Oside is a cool place! Can hang out Saturday afternoon! Might wanna check out the fin hotel!


----------



## BFGforme (Aug 11, 2019)

Who's coming?


----------



## fordmike65 (Aug 11, 2019)

BFGforme said:


> Who's coming?


----------



## Aussie (Aug 12, 2019)

I’m going to try to make it. Penciled it on the calendar [emoji1303]

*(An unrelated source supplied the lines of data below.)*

use super::defaults::{
    DEFAULT_MAX_TOOL_TURNS, DEFAULT_MODEL_TIMEOUT_SECS, DEFAULT_QUIT_COMMAND,
    DEFAULT_TOOL_TIMEOUT_SECS,
};
use super::error::ConfigError;
use super::provider::{ModelProviderConfig, RawProviderConfig};
use super::server::{RawServer, ServerConfig};
use crate::constants::{CONFIG_PATH, ENV_PATH};
use dotenvy::from_filename;
use serde::Deserialize;
use std::fs;
use std::io;
use std::path::Path;
use std::sync::Once;
use std::time::Duration;
use tracing::debug;

static ENV_LOADER: Once = Once::new();

/// Raw configuration structure for deserialization from TOML
#[derive(Debug, Deserialize, Default)]
pub(super) struct RawConfig {
    pub model: Option<String>,
    pub default_provider: Option<String>,
    pub system_prompt: Option<String>,
    pub max_tool_turns: Option<usize>,
    pub tool_timeout_secs: Option<u64>,
    pub model_timeout_secs: Option<u64>,
    pub quit_command: Option<String>,
    #[serde(default)]
    pub servers: Vec<RawServer>,
    #[serde(default)]
    pub providers: Vec<RawProviderConfig>,
}

/// Loads environment variables from config/.env, then ./.env
pub fn ensure_env_loaded() {
    ENV_LOADER.call_once(|| {
        if from_filename(ENV_PATH).is_err() {
            let _ = dotenvy::dotenv();
        }
    });
}

/// Load and validate configuration from a file path
pub fn load_config(path: Option<&Path>) -> Result<super::AppConfig, ConfigError> {
    ensure_env_loaded();
    let config_path = path.unwrap_or_else(|| Path::new(CONFIG_PATH));
    read_config(config_path)
}

fn read_config(path: &Path) -> Result<super::AppConfig, ConfigError> {
    debug!(path = %path.display(), "Reading client configuration file");

    let content = fs::read_to_string(path).map_err(|source| {
        if source.kind() == io::ErrorKind::NotFound {
            ConfigError::NotFound {
                path: path.to_path_buf(),
            }
        } else {
            ConfigError::Io {
                path: path.to_path_buf(),
                source,
            }
        }
    })?;

    let parsed: RawConfig = toml::from_str(&content).map_err(|source| ConfigError::Parse {
        path: path.to_path_buf(),
        source,
    })?;

    validate_and_build(parsed)
}

fn validate_and_build(parsed: RawConfig) -> Result<super::AppConfig, ConfigError> {
    let model = parsed.model.ok_or(ConfigError::MissingModel)?;
    let default_provider = parsed
        .default_provider
        .ok_or(ConfigError::MissingDefaultProvider)?;

    if parsed.providers.is_empty() {
        return Err(ConfigError::NoProvidersConfigured);
    }

    let mut providers: Vec<ModelProviderConfig> = Vec::new();
    for raw_provider in parsed.providers {
        if raw_provider.endpoint.is_none() {
            return Err(ConfigError::MissingEndpoint {
                provider: raw_provider.id.clone(),
            });
        }
        providers.push(ModelProviderConfig::from(raw_provider));
    }
    if !providers.iter().any(|p| p.id == default_provider) {
        return Err(ConfigError::ProviderNotFound {
            provider: default_provider,
        });
    }

    let servers = parsed
        .servers
        .into_iter()
        .map(ServerConfig::try_from)
        .collect::<Result<Vec<_>, _>>()?;

    Ok(super::AppConfig {
        default_provider,
        model,
        system_prompt: parsed.system_prompt,
        servers,
        providers,
        max_tool_turns: parsed.max_tool_turns.unwrap_or(DEFAULT_MAX_TOOL_TURNS),
        tool_timeout: Duration::from_secs(
            parsed.tool_timeout_secs.unwrap_or(DEFAULT_TOOL_TIMEOUT_SECS),
        ),
        model_timeout: Duration::from_secs(
            parsed
                .model_timeout_secs
                .unwrap_or(DEFAULT_MODEL_TIMEOUT_SECS),
        ),
        quit_command: parsed
            .quit_command
            .unwrap_or_else(|| DEFAULT_QUIT_COMMAND.to_string()),
    })
}
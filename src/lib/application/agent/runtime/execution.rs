use super::ToolRuntime;
use crate::application::agent::errors::ToolError;
use crate::application::catalog::{ToolCatalog, validate_arguments};
use crate::application::tooling::ToolInvokeError;
use crate::domain::types::ToolInvocation;
use serde_json::Value;
use tracing::{debug, info, warn};

impl ToolRuntime {
    /// Runs one invocation. Every failure comes back as a [`ToolError`] so
    /// the caller can record it as the call's result.
    pub(crate) async fn execute(
        &self,
        catalog: &ToolCatalog,
        invocation: &ToolInvocation,
    ) -> Result<Value, ToolError> {
        let tool_name = invocation.tool_name.as_str();
        let Some(entry) = catalog.get(tool_name) else {
            warn!(requested_tool = %tool_name, "Unknown tool requested by model");
            return Err(ToolError::UnknownTool(tool_name.to_string()));
        };

        let Some(server_name) = entry.descriptor.server.as_deref() else {
            warn!(tool = %tool_name, "Tool has no server binding");
            return Err(ToolError::UnboundTool(tool_name.to_string()));
        };

        validate_arguments(&entry.model_schema, &invocation.arguments).map_err(|source| {
            ToolError::InvalidArguments {
                tool: tool_name.to_string(),
                source,
            }
        })?;

        debug!(tool = %tool_name, server = %server_name, "Dispatching tool via MCP");
        match self
            .bridge
            .invoke_tool(server_name, tool_name, invocation.arguments.clone())
            .await
        {
            Ok(output) if output.is_error => {
                let message = output
                    .message
                    .unwrap_or_else(|| format!("tool '{tool_name}' reported an error"));
                info!(tool = %tool_name, success = false, "Tool executed");
                Err(ToolError::Execution {
                    tool: tool_name.to_string(),
                    message,
                })
            }
            Ok(output) => {
                info!(tool = %tool_name, success = true, "Tool executed");
                Ok(output.value)
            }
            Err(ToolInvokeError::NotConfigured { .. }) => {
                Err(ToolError::UnboundTool(tool_name.to_string()))
            }
            Err(source) => {
                warn!(tool = %tool_name, server = %server_name, %source, "Tool invocation failed");
                Err(ToolError::Invocation {
                    tool: tool_name.to_string(),
                    source,
                })
            }
        }
    }
}
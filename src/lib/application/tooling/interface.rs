use async_trait::async_trait;
use serde_json::{Map as JsonMap, Value};
use std::sync::Arc;

use super::error::ToolInvokeError;
use super::session::ToolOutput;
use crate::application::catalog::ToolCatalog;

/// What the query resolver needs from the set of connected tool servers.
#[async_trait]
pub trait ToolServerInterface: Send + Sync {
    /// Current catalog of every tool the connected servers offer.
    async fn catalog(&self) -> Arc<ToolCatalog>;

    /// `(server, instructions)` for every server that sent usage
    /// instructions during its handshake.
    async fn instructions(&self) -> Vec<(String, String)> {
        Vec::new()
    }

    async fn invoke_tool(
        &self,
        server: &str,
        tool: &str,
        arguments: JsonMap<String, Value>,
    ) -> Result<ToolOutput, ToolInvokeError>;
}
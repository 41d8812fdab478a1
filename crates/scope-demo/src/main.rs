// File: crates/scope-demo/src/main.rs
// Summary: Renders the three-trace scope to a PNG and optionally writes the sampled trace as CSV.

use anyhow::{Context, Result};
use clap::Parser;
use scope_core::{theme, RenderOptions, Scope, ScaleLevel, TraceParams, TracePath};
use std::path::{Path, PathBuf};

#[derive(Parser, Debug)]
#[command(about = "Render an oscilloscope graticule with sine traces to PNG")]
struct Args {
    #[arg(long, default_value_t = scope_core::types::WIDTH)]
    width: i32,
    #[arg(long, default_value_t = scope_core::types::HEIGHT)]
    height: i32,
    /// Pixels between major gridlines.
    #[arg(long, default_value_t = scope_core::types::MAJOR_PIXELS)]
    spacing: f64,
    /// Theme preset name (scope, light).
    #[arg(long, default_value = "scope")]
    theme: String,
    #[arg(long)]
    no_labels: bool,
    /// Scale level applied to every trace's x axis.
    #[arg(long, default_value_t = 0, allow_negative_numbers = true)]
    scale_x: i32,
    /// Scale level applied to every trace's y axis.
    #[arg(long, default_value_t = 0, allow_negative_numbers = true)]
    scale_y: i32,
    #[arg(long, default_value_t = 0.1)]
    frequency: f64,
    #[arg(long, default_value_t = 20.0)]
    amplitude: f64,
    #[arg(short, long, default_value = "target/out/scope.png")]
    out: PathBuf,
    /// Also write the (unscaled) trace samples as `subpath,x,y` rows.
    #[arg(long)]
    csv: Option<PathBuf>,
}

fn main() -> Result<()> {
    env_logger::init();
    let args = Args::parse();

    if args.width <= 0 || args.height <= 0 {
        anyhow::bail!("surface size must be positive, got {}x{}", args.width, args.height);
    }

    let params = TraceParams {
        frequency: args.frequency,
        amplitude: args.amplitude,
        ..TraceParams::default()
    };

    let mut scope = Scope::oscilloscope();
    scope.major_spacing = args.spacing;
    for t in &mut scope.traces {
        t.params = params;
        t.scale_x = ScaleLevel(args.scale_x);
        t.scale_y = ScaleLevel(args.scale_y);
    }

    let mut opts = RenderOptions::default();
    opts.width = args.width;
    opts.height = args.height;
    opts.theme = theme::find(&args.theme);
    opts.draw_labels = !args.no_labels;
    if !opts.theme.name.eq_ignore_ascii_case(&args.theme) {
        log::warn!("unknown theme '{}', using '{}'", args.theme, opts.theme.name);
    }

    scope
        .render_to_png(&opts, &args.out)
        .with_context(|| format!("rendering {}", args.out.display()))?;
    println!("Wrote {}", args.out.display());

    if let Some(csv_path) = &args.csv {
        let path = params.sample();
        write_trace_csv(csv_path, &path)
            .with_context(|| format!("failed to write CSV '{}'", csv_path.display()))?;
        println!("Wrote {} ({} points in {} sub-paths)", csv_path.display(), path.point_count(), path.len());
    }

    Ok(())
}

/// Write one row per sample: sub-path index, x, y.
fn write_trace_csv(out: &Path, path: &TracePath) -> Result<()> {
    if let Some(parent) = out.parent() {
        std::fs::create_dir_all(parent)?;
    }
    let mut wtr = csv::Writer::from_path(out)
        .with_context(|| format!("opening {}", out.display()))?;
    wtr.write_record(["subpath", "x", "y"])?;
    for (i, sub) in path.subpaths().iter().enumerate() {
        for p in sub {
            wtr.write_record(&[i.to_string(), p.x.to_string(), p.y.to_string()])?;
        }
    }
    wtr.flush()?;
    log::debug!("trace CSV written to {}", out.display());
    Ok(())
}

Sent from my iPhone using Tapatalk Pro


----------



## BFGforme (Aug 13, 2019)

Sounds like it's gonna be a great turnout again!!!!


----------



## BFGforme (Aug 17, 2019)

If anyone took any cool pics from the last one, feel free to post them.....


----------



## BFGforme (Aug 21, 2019)

Anyone else planning on coming?


----------



## BFGforme (Aug 27, 2019)

Up


----------



## BFGforme (Aug 29, 2019)

Getting closer.... any other sellers? Bike ride people???? Come on over folks, let's get this party started....


----------



## BFGforme (Sep 2, 2019)

Alright folks, it's less than a month out! Let's make this happen.....


----------



## BFGforme (Sep 8, 2019)

So can I get a show of hands on who's showing up for this great event or am I just wasting my time trying to get this together?


----------



## mrg (Sep 8, 2019)

It was a fun last time but still debating whether to go north or south.


----------



## BFGforme (Sep 9, 2019)

South is always better! Member that sammy.   . amazing..... see you then!!!


----------



## higgens (Sep 10, 2019)

Yes


----------



## TieDye (Sep 10, 2019)

I wish I could make it. It's quite the drive from Michigan.  It looks like an awesome event.
Deb


----------



## BFGforme (Sep 10, 2019)

TieDye said:


> I wish I could make it. It's quite the drive from Michigan.  It looks like an awesome event.
> Deb



It's not that far, probably only few thousand miles and couple days.....


----------



## BFGforme (Sep 15, 2019)

Okay dudes and dudets only 2 weeks till swapmeet and ride and I would like to plan on how many people are coming to sell? Please let me know.... thanks


----------



## tripple3 (Sep 15, 2019)

@Cory and I will be there, selling and buying, swapping and trading.
We had a great time the other swap meet day; wouldn't miss it.
Great prices on usable bike bits and accessories.
See ya there!


----------



## BFGforme (Sep 17, 2019)

Looking great


----------



## BFGforme (Sep 22, 2019)

Getting excited, one week to go.... who is coming....


----------



## FSH (Sep 22, 2019)

I'm down


----------



## BFGforme (Sep 24, 2019)

Who's bringing what to sell? I'll be bringing a few bikes, mostly schwinn, couple pre-war and post war and some parts.... can't wait, and don't forget the amazing breakfast paninis and locally sourced coffee! See you all soon....


----------



## BFGforme (Sep 27, 2019)

Excited, 2 days to go....


----------



## BFGforme (Sep 27, 2019)

Anyone needs more info or gets lost here's my number (760)300-0360 thanks Dave


----------



## BFGforme (Sep 28, 2019)

It's not gonna rain, it's not gonna rain...


----------



## Cory (Sep 29, 2019)

I am here, where is everyone? 
Lol [emoji2][emoji106][emoji383]



Sent from my LM-V405 using Tapatalk


----------



## fordmike65 (Sep 29, 2019)

We're here!!! No rain!!! Come on down!


----------



## bicycle larry (Sep 29, 2019)

thanks for the pics , I see some nice stuff on the swap table  from bicycle larry


----------



## FSH (Sep 29, 2019)




----------



## BFGforme (Sep 30, 2019)

Like to thank everyone for coming out, great day! Hopefully can get a few more sellers and buyers for the Dec swapmeet! Thanks again Dave


----------



## fordmike65 (Sep 30, 2019)

Thanks for the invite Dave. What better way to finish off our weekend in San Diego than a bike swap and bike ride along the beautiful SoCal coastline...


----------